Data in this exercise:
//! Product configuration matching the structured note term sheet

use serde::{Deserialize, Serialize};

/// Reference index the note is written on
#[derive(Debug, Clone, Copy, PartialEq, Eq, Hash, Serialize, Deserialize)]
pub enum Underlying {
    #[serde(rename = "EUROSTOXX50")]
    EuroStoxx50,
    #[serde(rename = "CAC40")]
    Cac40,
    #[serde(rename = "SP500")]
    Sp500,
    #[serde(rename = "NIKKEI")]
    Nikkei,
    /// Custom equity basket
    #[serde(rename = "CUSTOM")]
    Custom,
}

impl Underlying {
    /// All accepted underlyings, in display order
    pub const ALL: [Underlying; 5] = [
        Underlying::EuroStoxx50,
        Underlying::Cac40,
        Underlying::Sp500,
        Underlying::Nikkei,
        Underlying::Custom,
    ];

    /// Identifier used on the wire and in CSV files
    pub fn code(&self) -> &'static str {
        match self {
            Underlying::EuroStoxx50 => "EUROSTOXX50",
            Underlying::Cac40 => "CAC40",
            Underlying::Sp500 => "SP500",
            Underlying::Nikkei => "NIKKEI",
            Underlying::Custom => "CUSTOM",
        }
    }

    pub fn display_name(&self) -> &'static str {
        match self {
            Underlying::EuroStoxx50 => "DJ EuroStoxx 50",
            Underlying::Cac40 => "CAC 40",
            Underlying::Sp500 => "S&P 500",
            Underlying::Nikkei => "Nikkei 225",
            Underlying::Custom => "Custom equity basket",
        }
    }

    /// Parse from the identifier code
    pub fn from_code(code: &str) -> Option<Self> {
        Self::ALL.into_iter().find(|u| u.code() == code)
    }
}

/// Capital protection mechanism
#[derive(Debug, Clone, Copy, PartialEq, Eq, Hash, Serialize, Deserialize)]
#[serde(rename_all = "lowercase")]
pub enum ProtectionType {
    /// 100% of capital returned regardless of the underlying
    Guaranteed,
    /// Full capital only while the underlying stays above the barrier
    Protected,
}

impl ProtectionType {
    pub fn is_guaranteed(&self) -> bool {
        matches!(self, ProtectionType::Guaranteed)
    }

    pub fn as_str(&self) -> &'static str {
        match self {
            ProtectionType::Guaranteed => "guaranteed",
            ProtectionType::Protected => "protected",
        }
    }

    pub fn from_str_opt(value: &str) -> Option<Self> {
        match value {
            "guaranteed" => Some(ProtectionType::Guaranteed),
            "protected" => Some(ProtectionType::Protected),
            _ => None,
        }
    }
}

/// Cadence of autocall observation dates
#[derive(Debug, Clone, Copy, PartialEq, Eq, Hash, Serialize, Deserialize)]
#[serde(rename_all = "lowercase")]
pub enum ObservationFrequency {
    Annual,
    Quarterly,
}

impl ObservationFrequency {
    pub fn observations_per_year(&self) -> u32 {
        match self {
            ObservationFrequency::Annual => 1,
            ObservationFrequency::Quarterly => 4,
        }
    }

    pub fn as_str(&self) -> &'static str {
        match self {
            ObservationFrequency::Annual => "annual",
            ObservationFrequency::Quarterly => "quarterly",
        }
    }

    pub fn from_str_opt(value: &str) -> Option<Self> {
        match value {
            "annual" => Some(ObservationFrequency::Annual),
            "quarterly" => Some(ObservationFrequency::Quarterly),
            _ => None,
        }
    }
}

/// Contractual terms of one structured note
///
/// Treated as an immutable value: the `with_*` methods return a modified copy
/// and the engine only ever borrows it.
#[derive(Debug, Clone, PartialEq, Serialize, Deserialize)]
#[serde(rename_all = "camelCase")]
pub struct ProductConfiguration {
    /// Reference index
    pub underlying: Underlying,

    /// Maximum life of the note in years (3-12)
    pub duration_years: u32,

    /// Annual coupon in percent (3-12, step 0.5)
    pub annual_coupon_percent: f64,

    /// Tolerated drop of the underlying in percent (20-70, step 5)
    pub barrier_percent: f64,

    /// Amount invested (>= 10 000)
    pub initial_capital: f64,

    /// Guaranteed or barrier-protected capital
    pub protection_type: ProtectionType,

    /// Autocall observation cadence
    pub observation_frequency: ObservationFrequency,

    /// Annual decrement for decrement-index variants
    #[serde(default, skip_serializing_if = "Option::is_none")]
    pub decrement_rate: Option<f64>,
}

impl Default for ProductConfiguration {
    fn default() -> Self {
        Self {
            underlying: Underlying::EuroStoxx50,
            duration_years: 8,
            annual_coupon_percent: 6.5,
            barrier_percent: 50.0,
            initial_capital: 100_000.0,
            protection_type: ProtectionType::Protected,
            observation_frequency: ObservationFrequency::Annual,
            decrement_rate: Some(0.0),
        }
    }
}

impl ProductConfiguration {
    /// Create a configuration with annual observation and no decrement
    pub fn new(
        underlying: Underlying,
        duration_years: u32,
        annual_coupon_percent: f64,
        barrier_percent: f64,
        initial_capital: f64,
        protection_type: ProtectionType,
    ) -> Self {
        Self {
            underlying,
            duration_years,
            annual_coupon_percent,
            barrier_percent,
            initial_capital,
            protection_type,
            observation_frequency: ObservationFrequency::Annual,
            decrement_rate: None,
        }
    }

    pub fn with_underlying(&self, underlying: Underlying) -> Self {
        Self { underlying, ..self.clone() }
    }

    pub fn with_duration_years(&self, duration_years: u32) -> Self {
        Self { duration_years, ..self.clone() }
    }

    pub fn with_annual_coupon_percent(&self, annual_coupon_percent: f64) -> Self {
        Self { annual_coupon_percent, ..self.clone() }
    }

    pub fn with_barrier_percent(&self, barrier_percent: f64) -> Self {
        Self { barrier_percent, ..self.clone() }
    }

    pub fn with_initial_capital(&self, initial_capital: f64) -> Self {
        Self { initial_capital, ..self.clone() }
    }

    pub fn with_protection_type(&self, protection_type: ProtectionType) -> Self {
        Self { protection_type, ..self.clone() }
    }

    pub fn with_observation_frequency(&self, observation_frequency: ObservationFrequency) -> Self {
        Self { observation_frequency, ..self.clone() }
    }

    pub fn with_decrement_rate(&self, decrement_rate: Option<f64>) -> Self {
        Self { decrement_rate, ..self.clone() }
    }

    /// Annual coupon as a decimal rate
    pub fn coupon_rate(&self) -> f64 {
        self.annual_coupon_percent / 100.0
    }

    /// Barrier depth as a decimal
    pub fn barrier_depth(&self) -> f64 {
        self.barrier_percent / 100.0
    }

    /// Index level (base 100) at which protection stops applying
    pub fn barrier_level(&self) -> f64 {
        100.0 - self.barrier_percent
    }

    /// Sum of all coupons over the full life, in percent
    pub fn total_potential_gain_percent(&self) -> f64 {
        self.annual_coupon_percent * self.duration_years as f64
    }

    /// Default comparison label, e.g. "Autocall CAC40 8%"
    pub fn default_name(&self) -> String {
        format!("Autocall {} {}%", self.underlying.code(), self.annual_coupon_percent)
    }
}
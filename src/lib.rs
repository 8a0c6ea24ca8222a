//! Autocall Simulator - payoff engine for autocallable, barrier-protected notes
//!
//! This library provides:
//! - Product term validation
//! - Four-regime payoff simulation (bullish, neutral, bearish, crash)
//! - Aggregate statistics (expected return, max gain/loss, break-even probability)
//! - Synthetic yearly price paths for charting
//! - Risk tiering and a comparison set for multiple products
//!
//! All random draws go through an injectable [`simulation::RandomSource`], so
//! results are reproducible under a fixed seed.

pub mod error;
pub mod product;
pub mod simulation;
pub mod path;
pub mod comparison;
pub mod runner;

// Re-export commonly used types
pub use error::SimulationError;
pub use product::{ProductConfiguration, Underlying, ProtectionType, ObservationFrequency, validate};
pub use simulation::{
    simulate, MarketRegime, RandomSource, ScenarioOutcome, SimRng, SimulationConfig,
    SimulationEngine, SimulationResult,
};
pub use path::{generate_price_path, PricePathGenerator, PricePathPoint};
pub use comparison::{classify_risk, ComparisonEntry, ComparisonSet, RiskClassification, RiskLevel};
pub use runner::SimulationRunner;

Your assignment: Output exactly the span of lines beginning at the first line of the records and ending at the line that holds "pub enum Underlying", inclusive, with no other text.

Task solution:
//! Product configuration matching the structured note term sheet

use serde::{Deserialize, Serialize};

/// Reference index the note is written on
#[derive(Debug, Clone, Copy, PartialEq, Eq, Hash, Serialize, Deserialize)]
pub enum Underlying {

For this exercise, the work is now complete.